Une annonce sans images ni vérification
Depuis plusieurs semaines, le groupe armé AFC/M23, actif dans l’est de la République démocratique du Congo, affirme avoir remis plus de 5 000 soldats des Forces armées de la RDC (FARDC) au Comité international de la Croix-Rouge (CICR), en vue de leur transfert vers Kinshasa. Cette déclaration, diffusée autour de la mi-mars, n’est étayée par aucun document visuel ni aucune donnée vérifiable à ce jour.

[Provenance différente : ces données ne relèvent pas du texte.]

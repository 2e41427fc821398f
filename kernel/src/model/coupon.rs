use rust_decimal::Decimal;
use std::collections::HashMap;

#[derive(Debug, Clone, Copy, PartialEq, Eq)]
pub enum CouponKind {
    Percent,
    Fixed,
}

#[derive(Debug, Clone, PartialEq)]
pub struct CouponRule {
    pub code: String,
    pub kind: CouponKind,
    pub value: Decimal,
}

impl CouponRule {
    pub fn new(code: impl Into<String>, kind: CouponKind, value: Decimal) -> Self {
        Self {
            code: code.into().to_uppercase(),
            kind,
            value,
        }
    }
}

/// Immutable promo-code table, injected at wiring time so tests can supply
/// their own rule sets. Lookup never fails; unknown codes simply miss.
pub struct CouponRegistry {
    rules: HashMap<String, CouponRule>,
}

impl CouponRegistry {
    pub fn new(rules: impl IntoIterator<Item = CouponRule>) -> Self {
        let rules = rules
            .into_iter()
            .map(|rule| (rule.code.clone(), rule))
            .collect();
        Self { rules }
    }

    pub fn lookup(&self, code: &str) -> Option<&CouponRule> {
        self.rules.get(code.trim().to_uppercase().as_str())
    }
}

impl Default for CouponRegistry {
    fn default() -> Self {
        Self::new([
            CouponRule::new("SAVE10", CouponKind::Percent, Decimal::from(10)),
            CouponRule::new("SAVE20", CouponKind::Percent, Decimal::from(20)),
            CouponRule::new("NEWUSER", CouponKind::Percent, Decimal::from(15)),
        ])
    }
}

#[cfg(test)]
mod tests {
    use super::*;
    use rust_decimal_macros::dec;

    #[test]
    fn lookup_is_case_insensitive() {
        let registry = CouponRegistry::default();

        let rule = registry.lookup("save10").unwrap();
        assert_eq!(rule.code, "SAVE10");
        assert_eq!(rule.kind, CouponKind::Percent);
        assert_eq!(rule.value, dec!(10));

        assert_eq!(registry.lookup("SAVE10"), registry.lookup("  save10  "));
    }

    #[test]
    fn unknown_code_misses_without_error() {
        let registry = CouponRegistry::default();
        assert!(registry.lookup("BADCODE").is_none());
        assert!(registry.lookup("").is_none());
    }

    #[test]
    fn injected_rule_set_replaces_defaults() {
        let registry = CouponRegistry::new([CouponRule::new(
            "flat25",
            CouponKind::Fixed,
            dec!(25),
        )]);

        let rule = registry.lookup("FLAT25").unwrap();
        assert_eq!(rule.kind, CouponKind::Fixed);
        assert_eq!(rule.value, dec!(25));
        assert!(registry.lookup("SAVE10").is_none());
    }
}
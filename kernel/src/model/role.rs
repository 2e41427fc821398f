use strum::{AsRefStr, EnumString};

#[derive(Debug, Clone, Copy, Default, PartialEq, Eq, AsRefStr, EnumString)]
#[strum(serialize_all = "lowercase")]
pub enum Role {
    Admin,
    #[default]
    User,
}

Le CICR dans une position de réserve
Interpellée sur le sujet, l’organisation humanitaire internationale a indiqué avoir pris connaissance du communiqué publié par la rébellion, sans valider pour autant la réalité d’une libération effective. Cette réponse mesurée contraste avec la précédente intervention de la même organisation en mai 2025, au cours de laquelle le CICR avait effectivement facilité le transfert de plus de 1 300 combattants désarmés depuis Goma vers la capitale congolaise, une opération documentée et saluée par les observateurs.
Scepticisme politique face aux promesses rebelles
Dans les cercles politiques congolais, l’annonce du M23, mouvement dont le soutien rwandais est largement documenté, est accueillie avec prudence. Plusieurs acteurs estiment que cette déclaration reste, pour l’heure, sans traduction sur le terrain. Certains y voient davantage une opération de communication destinée à influencer les négociations en cours, qu’un geste humanitaire sincère.
Les FARDC lancent une opération militaire dans la Tshopo
Pendant que ce flou persiste, l’armée congolaise a déclenché depuis le 30 mars une campagne de traque à l’encontre des combattants des Forces démocratiques de libération du Rwanda (FDLR), encore présents sur le sol congolais. Partant de Kisangani, dans la province de la Tshopo, cette opération s’inscrit dans le cadre des engagements pris lors des accords de paix de Washington, cherchant à démanteler les groupes armés étrangers dans la région.
Un conflit aux multiples inconnues
L’est de la RDC demeure une zone de tension extrême, où les annonces se multiplient sans toujours se concrétiser. La crédibilité future du M23 dépendra de sa capacité à transformer ses déclarations en actes vérifiables. Tant que les preuves manquent, la méfiance prévaut, et avec elle, l’espoir d’une désescalade reste fragile dans cette région meurtrie par des décennies de conflits.